Georgia Supreme Court is considering whether abortion law is invalid

ATLANTA (AP) – Georgia’s highest court is considering whether the state’s restrictive abortion law is invalid because it violates U.S. Supreme Court precedent that was in effect at the time it was passed.

A junior judge ruled last year that the 2019 law was not valid because at the time it was “clearly unconstitutional” for governments to ban abortions before they are feasible, based on U.S. Supreme Court precedent in the Roe case v. Wade and another judgement.

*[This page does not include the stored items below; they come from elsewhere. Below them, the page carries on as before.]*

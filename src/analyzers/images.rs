use crate::blob::{Blob, ObjectUrlRegistry};
use crate::config::ImageConfig;
use crate::dom::{Document, NodeId, Size, parse_px};
use crate::error::Result;
use crate::results::{BackgroundRecord, ImageAnalysis, ImageRecord, Logo, SvgLogo, SvgRecord};
use indexmap::IndexMap;
use regex::Regex;
use std::sync::LazyLock;
use url::Url;

const SVG_NAMESPACE: &str = "http://www.w3.org/2000/svg";
const XLINK_NAMESPACE: &str = "http://www.w3.org/1999/xlink";
const SVG_MIME: &str = "image/svg+xml";

/// Extensions reported as an image's `type`
const RECOGNIZED_EXTENSIONS: &[&str] = &[
    "jpg", "jpeg", "png", "gif", "webp", "svg", "ico", "bmp", "avif",
];

const UNKNOWN_TYPE: &str = "unknown";

static BACKGROUND_URL: LazyLock<Regex> = LazyLock::new(|| {
    Regex::new(r#"(?i)url\(\s*["']?([^"')]+?)["']?\s*\)"#).expect("valid background url regex")
});

/// Which kind of element a logo rule yields
#[derive(Debug, Clone, Copy, PartialEq, Eq)]
pub enum LogoTier {
    /// An `<img>` that looks like a logo
    Raster,
    /// An inline `<svg>` that looks like a logo
    Vector,
    /// Any image in the page chrome
    Fallback,
}

#[derive(Debug, Clone, Copy)]
pub struct LogoRule {
    pub tier: LogoTier,
    pub selector: &'static str,
}

impl LogoRule {
    pub const fn new(tier: LogoTier, selector: &'static str) -> Self {
        Self { tier, selector }
    }
}

/// Logo heuristics, tried in order until one yields an element
pub const LOGO_RULES: &[LogoRule] = &[
    LogoRule::new(
        LogoTier::Raster,
        r#"img[alt*="logo" i], img[class*="logo" i], img[id*="logo" i]"#,
    ),
    LogoRule::new(LogoTier::Raster, r#"img[alt*="brand" i], img[class*="brand" i]"#),
    LogoRule::new(LogoTier::Raster, r#".logo img, #logo img, [class*="logo"] img"#),
    LogoRule::new(LogoTier::Raster, "header img, nav img"),
    LogoRule::new(LogoTier::Raster, r#"a[href="/"] img, a[href="./"] img"#),
    LogoRule::new(LogoTier::Vector, r#"svg[class*="logo" i], svg[id*="logo" i]"#),
    LogoRule::new(LogoTier::Vector, r#".logo svg, #logo svg, [class*="logo"] svg"#),
    LogoRule::new(LogoTier::Vector, "header svg, nav svg"),
    LogoRule::new(LogoTier::Vector, r#"a[href="/"] svg, a[href="./"] svg"#),
    LogoRule::new(LogoTier::Fallback, "header img, nav img"),
];

/// File type token of an image URL: its extension, or the MIME subtype of a
/// data URI
pub fn file_type(url: &str) -> String {
    if let Some(rest) = url.strip_prefix("data:") {
        let mime = rest.split([';', ',']).next().unwrap_or_default();
        return match mime.split_once('/') {
            Some((_, "svg+xml")) => "svg".to_string(),
            Some((_, subtype)) if !subtype.is_empty() => subtype.to_ascii_lowercase(),
            _ => UNKNOWN_TYPE.to_string(),
        };
    }

    let path = match Url::parse(url) {
        Ok(parsed) => parsed.path().to_string(),
        Err(_) => url.split(['?', '#']).next().unwrap_or_default().to_string(),
    };

    path.rsplit('/')
        .next()
        .and_then(|segment| segment.rsplit_once('.'))
        .map(|(_, ext)| ext.to_ascii_lowercase())
        .filter(|ext| RECOGNIZED_EXTENSIONS.contains(&ext.as_str()))
        .unwrap_or_else(|| UNKNOWN_TYPE.to_string())
}

/// Finds the logo, raster images, inline SVGs and CSS background images
pub struct ImageAnalyzer<'a, D: Document + ?Sized> {
    doc: &'a D,
    config: &'a ImageConfig,
    registry: &'a ObjectUrlRegistry,
}

impl<'a, D: Document + ?Sized> ImageAnalyzer<'a, D> {
    pub fn new(doc: &'a D, config: &'a ImageConfig, registry: &'a ObjectUrlRegistry) -> Self {
        Self {
            doc,
            config,
            registry,
        }
    }

    pub fn analyze(&self) -> Result<ImageAnalysis> {
        let all = self.collect_images()?;
        let svgs = self.collect_svgs()?;
        let backgrounds = self.collect_backgrounds();
        // Last, so an error above cannot leave a registered blob behind.
        let logo = self.find_logo();

        Ok(ImageAnalysis {
            logo,
            all,
            svgs,
            backgrounds,
        })
    }

    /// First element matched by [`LOGO_RULES`].
    ///
    /// An SVG logo is registered with the object URL registry; the caller owns
    /// revoking it.
    pub fn find_logo(&self) -> Option<Logo> {
        self.find_logo_with(LOGO_RULES)
    }

    /// First element matched by `rules`, tried in order. A rule whose selector
    /// does not parse is skipped.
    pub fn find_logo_with(&self, rules: &[LogoRule]) -> Option<Logo> {
        for rule in rules {
            let nodes = match self.doc.query_selector_all(rule.selector) {
                Ok(nodes) => nodes,
                Err(e) => {
                    ::log::debug!("Skipping logo rule {:?}: {}", rule.selector, e);
                    continue;
                }
            };

            let logo = match rule.tier {
                LogoTier::Raster | LogoTier::Fallback => nodes
                    .into_iter()
                    .find_map(|node| self.image_record(node))
                    .map(Logo::Image),
                LogoTier::Vector => nodes.first().map(|&node| Logo::Svg(self.svg_logo(node))),
            };

            if logo.is_some() {
                ::log::debug!("Logo found by {:?} rule {:?}", rule.tier, rule.selector);
                return logo;
            }
        }

        ::log::debug!("No logo found");
        None
    }

    /// Visible `img[src]` elements, largest first
    pub fn collect_images(&self) -> Result<Vec<ImageRecord>> {
        let mut images = Vec::new();

        for node in self.doc.query_selector_all("img[src]")? {
            if let Some(size) = self.doc.rendered_size(node) {
                if size.is_smaller_than(self.config.min_image_size) {
                    continue;
                }
            }
            if let Some(image) = self.image_record(node) {
                images.push(image);
            }
        }

        images.sort_by(|a, b| b.area().cmp(&a.area()));
        Ok(images)
    }

    /// Inline SVGs as standalone markup
    pub fn collect_svgs(&self) -> Result<Vec<SvgRecord>> {
        let mut svgs = Vec::new();

        for node in self.doc.query_selector_all("svg")? {
            if let Some(size) = self.doc.rendered_size(node) {
                if size.is_smaller_than(self.config.min_svg_size) {
                    continue;
                }
            }
            svgs.push(self.svg_record(node));
        }

        Ok(svgs)
    }

    /// Distinct `url(...)` background images, in document order
    pub fn collect_backgrounds(&self) -> Vec<BackgroundRecord> {
        let mut backgrounds: IndexMap<String, String> = IndexMap::new();

        for node in self.doc.elements() {
            let image = &self.doc.computed_style(node).background_image;
            if image.to_ascii_lowercase().contains("gradient") {
                continue;
            }
            let Some(raw) = BACKGROUND_URL.captures(image).and_then(|c| c.get(1)) else {
                continue;
            };
            let raw = raw.as_str().trim();
            if raw.starts_with("data:") {
                continue;
            }

            match self.doc.location().join(raw) {
                Ok(url) => {
                    backgrounds
                        .entry(url.to_string())
                        .or_insert_with(|| self.element_label(node));
                }
                Err(e) => ::log::debug!("Skipping background {:?}: {}", raw, e),
            }
        }

        backgrounds
            .into_iter()
            .map(|(url, element)| BackgroundRecord { url, element })
            .collect()
    }

    fn image_record(&self, node: NodeId) -> Option<ImageRecord> {
        let src = self.doc.attribute(node, "src")?;
        let src = src.trim();
        if src.is_empty() {
            return None;
        }
        if src.starts_with("data:") && src.len() < self.config.min_data_uri_length {
            ::log::trace!("Skipping placeholder data URI");
            return None;
        }

        let url = match self.doc.location().join(src) {
            Ok(url) => url.to_string(),
            Err(e) => {
                ::log::debug!("Skipping image {:?}: {}", src, e);
                return None;
            }
        };

        let size = self
            .doc
            .natural_size(node)
            .filter(|s| s.width > 0.0 && s.height > 0.0)
            .or_else(|| self.doc.rendered_size(node));

        Some(ImageRecord {
            file_type: file_type(&url),
            url,
            alt: self.doc.attribute(node, "alt").unwrap_or_default(),
            width: size.map(|s| to_pixels(s.width)),
            height: size.map(|s| to_pixels(s.height)),
        })
    }

    fn svg_logo(&self, node: NodeId) -> SvgLogo {
        let svg = self.svg_record(node);
        let url = self.registry.create(
            self.doc.location(),
            Blob::new(SVG_MIME, svg.content.as_bytes()),
        );
        SvgLogo {
            svg,
            url,
            file_type: "svg".to_string(),
        }
    }

    /// Serializes an `<svg>` with a namespace and explicit dimensions
    fn svg_record(&self, node: NodeId) -> SvgRecord {
        let size: Option<Size> = self.doc.rendered_size(node);
        let mut attributes: IndexMap<String, String> =
            self.doc.attributes(node).into_iter().collect();

        let inner = self.doc.inner_html(node);

        if !attributes.contains_key("xmlns") {
            attributes.insert("xmlns".to_string(), SVG_NAMESPACE.to_string());
        }
        // Children may use xlink:href with the prefix declared on an ancestor
        if inner.contains("xlink:") && !attributes.contains_key("xmlns:xlink") {
            attributes.insert("xmlns:xlink".to_string(), XLINK_NAMESPACE.to_string());
        }
        if let Some(size) = size {
            attributes.insert("width".to_string(), to_pixels(size.width).to_string());
            attributes.insert("height".to_string(), to_pixels(size.height).to_string());
        }

        let dimension = |name: &str| {
            attributes
                .get(name)
                .and_then(|v| parse_px(v))
                .map(to_pixels)
        };
        let width = dimension("width");
        let height = dimension("height");

        let mut content = String::from("<svg");
        for (name, value) in &attributes {
            content.push_str(&format!(" {}=\"{}\"", name, escape_attribute(value)));
        }
        content.push('>');
        content.push_str(&inner);
        content.push_str("</svg>");

        SvgRecord {
            width,
            height,
            content,
        }
    }

    /// `#id`, `tag.firstclass` or `tag`
    fn element_label(&self, node: NodeId) -> String {
        if let Some(id) = self.doc.attribute(node, "id").filter(|id| !id.trim().is_empty()) {
            return format!("#{}", id.trim());
        }
        let tag = self.doc.tag_name(node);
        match self.doc.classes(node).first() {
            Some(class) => format!("{}.{}", tag, class),
            None => tag,
        }
    }
}

fn to_pixels(value: f64) -> u32 {
    value.round().max(0.0) as u32
}

fn escape_attribute(value: &str) -> String {
    value
        .replace('&', "&amp;")
        .replace('"', "&quot;")
        .replace('<', "&lt;")
        .replace('>', "&gt;")
}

Therefore, he wrote, the measure had not become law as of its enactment date and could not become law even after the US Supreme Court overturned that precedent last year.

His decision came amid a lawsuit filed by the American Civil Liberties Union, Planned Parenthood and the Center for Reproductive Rights on behalf of Georgia doctors and advocacy groups who had challenged the law.

During Tuesday’s hearing in the Georgia Supreme Court on Georgia’s appeal against the lower court’s ruling, Attorney General Stephen Petrany noted that the US Supreme Court ruled last year that Roe v. Wade is a misinterpretation of the US Constitution.

Because Georgia’s abortion law “would be valid if enacted today under the same federal constitution it was valid when it was enacted,” he argued.

Although the state Supreme Court disagrees, Petrany argued, the US Supreme Court has made it very clear “that its decisions must apply retrospectively, that lower and state courts cannot simply dismiss the application of its decisions.”

Julia Stone, an attorney for doctors and advocacy groups, contended that the lower court judge was right that the Georgia Constitution states that a law can never be valid if it is unconstitutional at the time it is passed. The Georgia Supreme Court has repeatedly stated that the General Assembly “is presumed to have knowledge of the law, including the judicial interpretation of that law,” she said.

“This is not a case where there was a gray area in 2019,” Stone said. “This was a case that had 50 years of Supreme Court precedent.”

The Georgia Supreme Court justices asked attorneys from both sides technical questions about their own arguments and those of the other side.

Georgia’s abortion measure was signed into law by Gov. Brian Kemp in 2019 and went into effect in July after the US Supreme Court ruled Roe v. Wade had picked up. It bans most abortions once there is a “detectable human heartbeat.”

About six weeks into pregnancy, heart activity can be detected by ultrasound in the cells of an embryo that will eventually become the heart. This means that the law bans most abortions in Georgia before many people even know they are pregnant.

The law provides exceptions for rape and incest, provided a police report is filed, and allows later abortions when the mother’s life is in danger or a serious health condition makes the fetus unviable.

Fulton County Superior Court Justice Robert McBurney ruled in November that Georgia’s abortion law was invalid because the U.S. Supreme Court’s precedent at the time it was signed allowed abortions well beyond six weeks.

His ruling immediately halted nationwide enforcement of the law and allowed abortions to resume beyond the limit set by the law. But the Georgia Supreme Court granted a state motion to stay McBurney’s sentence pending appeals, again halting most abortions about six weeks into a pregnancy.